Three glaucoma coaches provided counseling and education to participants over the course of the SEE Program. The coaches had a range of 16.0 to 29.5 hours of training from a Motivational Interviewing Network of Trainers 27 trainer. The first coach underwent only the glaucoma-specific MI training session and the other 2 coaches completed an additional 2-day general motivational interviewing training. The coaches completed 13.8 to 17 hours of supervision (Table 2). Coaches showed fidelity to MI counseling based on mean ONE PASS scores for their randomly chosen sessions of 5.6 [SD = 0.7], 5.7 [SD = 0.4], and 5.3 [SD = 0.3] for the 3 coaches; a score of ≥5.0 is defined as competent. Coaches spent an average of 127.8 [SD = 32.3] minutes counseling participants in-person over the 3 sessions (range 66–194 minutes, median 126 minutes). The coaches spent an average of 68.2 minutes [SD = 24.5] counseling during the first session, 27.9 minutes [SD = 7.5] counseling during the second session and 31.7 minutes [SD = 12.5] counseling during the third session.
Table 2.
SEE Coaching Training and Fidelity to MI
| Variable | Coach 1 | Coach 2 | Coach 3 |
|---|---|---|---|
| Training | |||
| Hours Trained | 16 | 29.2 | 29.5 |
| Hours Supervised | 17 | 14.6 | 13.8 |
| Study Participants Fidelity | (n=10) | (n=7) | (n=7) |
| Overall One Pass Score, Mean (SD) | 5.6 (0.7) | 5.7 (0.4) | 5.3 (0.3) |
| % One Pass Score ≥5 | 80% | 100% | 100% |
| % Coach:Participant Talk ≥50% | 80% | 85.7% | 100% |
| % Reflection:Question ≥2:1 | 100% | 100% | 100% |
| % Open-Ended Questions ≥70% | 100% | 100% | 100% |
| % Complex Reflections ≥25% | 100% | 100% | 100% |
| % SEE Tasks Completed ≥75% | 90% | 100% | 100% |
MI, motivational interviewing; SD, Standard Deviation; SEE Support Educate Empower
Of the 95 subjects who completed baseline monitoring, the average baseline medication adherence over months 1, 2, and 3 of monitoring was 77.3% [SD = 18.7%], 72.4% [SD = 22.2%], and 72.9% [SD = 22.2%], respectively (Supplemental Table 1, Supplemental Figure 1, available at http://www.aaojournal.org). Adherence during the first month of monitoring was significantly better than during month 2 (p<0.0001) and month 3 (p=0.008), but no significant difference in adherence was observed between months 2 and 3 of monitoring (p=0.72).

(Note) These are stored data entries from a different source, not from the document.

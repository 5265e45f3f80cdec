// SPDX-License-Identifier: Apache-2.0

//! Pool Registry
//!
//! In-memory map from session id to live pool. This is the only place that
//! answers "is this session connected".

use std::collections::HashMap;
use std::sync::Arc;
use std::time::{Duration, Instant};

use chrono::{DateTime, Utc};
use parking_lot::Mutex;
use serde::Serialize;
use sqlx::PgPool;
use tokio::sync::RwLock;

use crate::engine::error::{EngineError, EngineResult};
use crate::engine::types::SessionId;

/// A registered session and the pool it owns
#[derive(Debug)]
pub struct Session {
    pub id: SessionId,
    pub pool: PgPool,
    pub display_name: String,
    pub created_at: DateTime<Utc>,
    last_used: Mutex<Instant>,
}

impl Session {
    pub fn new(id: SessionId, pool: PgPool, display_name: impl Into<String>) -> Self {
        Self {
            id,
            pool,
            display_name: display_name.into(),
            created_at: Utc::now(),
            last_used: Mutex::new(Instant::now()),
        }
    }

    pub fn touch(&self) {
        *self.last_used.lock() = Instant::now();
    }

    pub fn idle_for(&self) -> Duration {
        self.last_used.lock().elapsed()
    }

    pub fn info(&self) -> SessionInfo {
        SessionInfo {
            session_id: self.id,
            display_name: self.display_name.clone(),
            created_at: self.created_at,
            idle_secs: self.idle_for().as_secs(),
            pool_size: self.pool.size(),
            pool_idle: self.pool.num_idle(),
        }
    }
}

/// Serializable view of a session, without the pool handle
#[derive(Debug, Clone, Serialize)]
#[serde(rename_all = "camelCase")]
pub struct SessionInfo {
    pub session_id: SessionId,
    pub display_name: String,
    pub created_at: DateTime<Utc>,
    pub idle_secs: u64,
    pub pool_size: u32,
    pub pool_idle: usize,
}

/// Registry of live sessions, injected wherever a session must be resolved
pub struct PoolRegistry {
    sessions: RwLock<HashMap<SessionId, Arc<Session>>>,
    max_sessions: usize,
}

impl PoolRegistry {
    pub const DEFAULT_MAX_SESSIONS: usize = 64;

    pub fn new(max_sessions: usize) -> Self {
        Self {
            sessions: RwLock::new(HashMap::new()),
            max_sessions,
        }
    }

    pub fn max_sessions(&self) -> usize {
        self.max_sessions
    }

    /// Resolves a session id to its live session.
    pub async fn get(&self, id: SessionId) -> Option<Arc<Session>> {
        let sessions = self.sessions.read().await;
        sessions.get(&id).cloned()
    }

    /// Registers a session.
    ///
    /// A registered id is never replaced, and inserts beyond `max_sessions`
    /// are refused. The caller owns the pool of a refused session.
    pub async fn insert(&self, session: Session) -> EngineResult<Arc<Session>> {
        let mut sessions = self.sessions.write().await;

        if sessions.contains_key(&session.id) {
            return Err(EngineError::connection_failed(format!(
                "Session {} is already registered",
                session.id
            )));
        }
        if sessions.len() >= self.max_sessions {
            return Err(EngineError::CapacityReached {
                max_sessions: self.max_sessions,
            });
        }

        let session = Arc::new(session);
        sessions.insert(session.id, Arc::clone(&session));
        Ok(session)
    }

    pub async fn remove(&self, id: SessionId) -> Option<Arc<Session>> {
        let mut sessions = self.sessions.write().await;
        sessions.remove(&id)
    }

    /// Marks a session as used. Returns false when the id is unknown.
    pub async fn touch(&self, id: SessionId) -> bool {
        match self.get(id).await {
            Some(session) => {
                session.touch();
                true
            }
            None => false,
        }
    }

    pub async fn len(&self) -> usize {
        self.sessions.read().await.len()
    }

    pub async fn is_empty(&self) -> bool {
        self.sessions.read().await.is_empty()
    }

    pub async fn list(&self) -> Vec<SessionInfo> {
        let sessions = self.sessions.read().await;
        let mut infos: Vec<SessionInfo> = sessions.values().map(|s| s.info()).collect();
        infos.sort_by(|a, b| a.created_at.cmp(&b.created_at));
        infos
    }

    /// Unregisters every session idle for longer than `ttl` and hands them back
    /// so their pools can be closed outside the lock.
    pub async fn sweep_idle(&self, ttl: Duration) -> Vec<Arc<Session>> {
        let mut sessions = self.sessions.write().await;
        let expired: Vec<SessionId> = sessions
            .values()
            .filter(|s| s.idle_for() > ttl)
            .map(|s| s.id)
            .collect();

        expired
            .into_iter()
            .filter_map(|id| sessions.remove(&id))
            .collect()
    }

    /// Unregisters everything.
    pub async fn drain(&self) -> Vec<Arc<Session>> {
        let mut sessions = self.sessions.write().await;
        sessions.drain().map(|(_, s)| s).collect()
    }
}

impl Default for PoolRegistry {
    fn default() -> Self {
        Self::new(Self::DEFAULT_MAX_SESSIONS)
    }
}

#[cfg(test)]
pub(crate) mod tests {
    use super::*;
    use sqlx::postgres::{PgConnectOptions, PgPoolOptions};

    /// A pool that never connects unless something acquires from it.
    pub(crate) fn lazy_pool() -> PgPool {
        let options = PgConnectOptions::new()
            .host("127.0.0.1")
            .port(1)
            .username("nobody")
            .database("nothing");
        PgPoolOptions::new()
            .max_connections(1)
            .acquire_timeout(Duration::from_millis(200))
            .connect_lazy_with(options)
    }

    fn session() -> Session {
        Session::new(SessionId::new(), lazy_pool(), "nobody@127.0.0.1:1/nothing")
    }

    #[tokio::test]
    async fn test_insert_get_remove() {
        let registry = PoolRegistry::default();
        assert!(registry.is_empty().await);

        let inserted = registry.insert(session()).await.expect("insert failed");
        let id = inserted.id;
        assert_eq!(registry.len().await, 1);
        assert_eq!(registry.get(id).await.map(|s| s.id), Some(id));
        assert!(registry.get(SessionId::new()).await.is_none());

        assert!(registry.remove(id).await.is_some());
        assert!(registry.get(id).await.is_none());
        assert!(registry.remove(id).await.is_none());
    }

    #[tokio::test]
    async fn test_registered_session_is_never_replaced() {
        let registry = PoolRegistry::default();
        let first = registry.insert(session()).await.unwrap();

        let duplicate = Session::new(first.id, lazy_pool(), "other");
        let err = registry.insert(duplicate).await.unwrap_err();
        assert!(matches!(err, EngineError::ConnectionFailed { .. }));

        let still = registry.get(first.id).await.unwrap();
        assert_eq!(still.display_name, "nobody@127.0.0.1:1/nothing");
    }

    #[tokio::test]
    async fn test_capacity() {
        let registry = PoolRegistry::new(2);
        registry.insert(session()).await.unwrap();
        registry.insert(session()).await.unwrap();

        let err = registry.insert(session()).await.unwrap_err();
        assert!(matches!(err, EngineError::CapacityReached { max_sessions: 2 }));
        assert_eq!(registry.len().await, 2);
    }

    #[tokio::test]
    async fn test_sweep_idle() {
        let registry = PoolRegistry::default();
        let stale = registry.insert(session()).await.unwrap();
        tokio::time::sleep(Duration::from_millis(30)).await;
        let fresh = registry.insert(session()).await.unwrap();

        let swept = registry.sweep_idle(Duration::from_millis(20)).await;
        assert_eq!(swept.len(), 1);
        assert_eq!(swept[0].id, stale.id);
        assert!(registry.get(fresh.id).await.is_some());
        assert!(registry.get(stale.id).await.is_none());
    }

    #[tokio::test]
    async fn test_touch_resets_idle_clock() {
        let registry = PoolRegistry::default();
        let s = registry.insert(session()).await.unwrap();
        tokio::time::sleep(Duration::from_millis(30)).await;

        assert!(registry.touch(s.id).await);
        assert!(!registry.touch(SessionId::new()).await);

        let swept = registry.sweep_idle(Duration::from_millis(20)).await;
        assert!(swept.is_empty());
    }

    #[tokio::test]
    async fn test_concurrent_inserts() {
        let registry = Arc::new(PoolRegistry::default());
        let mut handles = Vec::new();
        for _ in 0..16 {
            let registry = Arc::clone(&registry);
            handles.push(tokio::spawn(async move {
                registry.insert(session()).await.map(|s| s.id)
            }));
        }

        let mut ids = Vec::new();
        for handle in handles {
            ids.push(handle.await.unwrap().unwrap());
        }
        ids.sort_by_key(|id| id.0);
        ids.dedup();
        assert_eq!(ids.len(), 16);
        assert_eq!(registry.list().await.len(), 16);
    }
}
// SPDX-License-Identifier: Apache-2.0

//! Saved connection profiles
//!
//! Profiles are the connection details a user asked to remember. Passwords are
//! never persisted.

pub mod storage;

pub use storage::{FileProfileStore, ProfileStore, SavedProfile};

For the 39 eligible participants who completed the SEE Program, baseline adherence was on average 59.9% [SD = 18.5%] which improved to 79.2% (SD = 17.6%; p<0.0001) one month after initiating the medication reminders. Adherence improved further, over that observed under medication reminders, to 80.1% (SD = 20.6%; p=0.58), 82.4% (SD = 18.6%; p=0.049), and 83.6% (SD = 17.5%; p=0.020) in the two month periods after each of the 3 SEE coaching sessions, respectively (Table 3; Figure 2). Cumulative adherence over the entire 7-month SEE Program was on average 81.3% [SD=17.6%] and significantly improved from average baseline adherence of 59.9% (p<0.0001). Participants showed an average relative improvement in adherence of 21.4% during the SEE Program (SD = 16.5%, range=−3.2% to 74.4%, p<0.0001). Participants improved (defined as any change >0) upon their baseline medication adherence in 95% of cases (n=37 of 39) and 59.0% of participants had adherence >80% upon completing the SEE Program. A linear mixed regression model found that each added step of intervention (medication reminders to SEE coaching session 1, or an additional session of coaching) was associated with a 1.8% (95% CI, 0.8%−2.7%; p=0.0003) increase in medication adherence over the improvement in adherence one month after initiating the personalized reminders, so that after the three coaching sessions, there was a 5.4% increase in medication adherence attributable to the coaching sessions.
Table 3.
Glaucoma Medication Adherence Before and After the SEE program
| Adherence Time | N | Mean | SD | Min | Max | Median | P-value* | P-value** | P-value*** | P-value**** |
|---|---|---|---|---|---|---|---|---|---|---|
| Eligible Cohort (n=48) | ||||||||||
| Baseline (3 months) | 48 | 58.5% | 18.7% | 13.3% | 80.0% | 66.7% | ||||
| Medication Reminders (1 month) | 46 | 74.8% | 21.6% | 10.7% | 100.0% | 79.2% | <0.0001 | |||
| SEE Session 1 (2 months) | 43 | 79.2% | 20.4% | 3.5% | 100.0% | 85.1% | <0.0001 | 0.2340 | ||
| SEE Session 2 (2 months) | 39 | 82.4% | 18.6% | 22.6% | 100.0% | 89.5% | <0.0001 | 0.0485 | 0.0969 | |
| SEE Session 3 (2 months) | 39 | 83.6% | 17.5% | 20.0% | 100.0% | 89.7% | <0.0001 | 0.0199 | 0.0326 | 0.1767 |
| Complete Cohort (n=39) | ||||||||||
| Baseline (3 months) | 39 | 59.9% | 18.5% | 13.3% | 80.0% | 67.5% | ||||
| Medication Reminders (1 month) | 39 | 79.2% | 17.6% | 10.7% | 100.0% | 83.0% | <0.0001 | |||
| SEE Session 1 (2 months) | 39 | 80.1% | 20.6% | 3.5% | 100.0% | 85.1% | <0.0001 | 0.5759 | ||
| SEE Session 2 (2 months) | 39 | 82.4% | 18.6% | 22.6% | 100.0% | 89.5% | <0.0001 | 0.0485 | 0.0969 | |
| SEE Session 3 (2 months) | 39 | 83.6% | 17.5% | 20.0% | 100.0% | 89.7% | <0.0001 | 0.0199 | 0.0326 | 0.1767 |
SD, standard deviation; Min, Minimum; Max, Maximum; SEE, Support Educate Empower Paired t-test compared to
baseline
medication reminders
SEE Session 1
SEE Session 2
Figure 2.
a. Distribution of medication adherence before and during the Support, Educate, Empower (SEE) Program personalized glaucoma coaching intervention for the 39 participants who completed the intervention using boxplots. Mean and 95% confidence intervals are displayed.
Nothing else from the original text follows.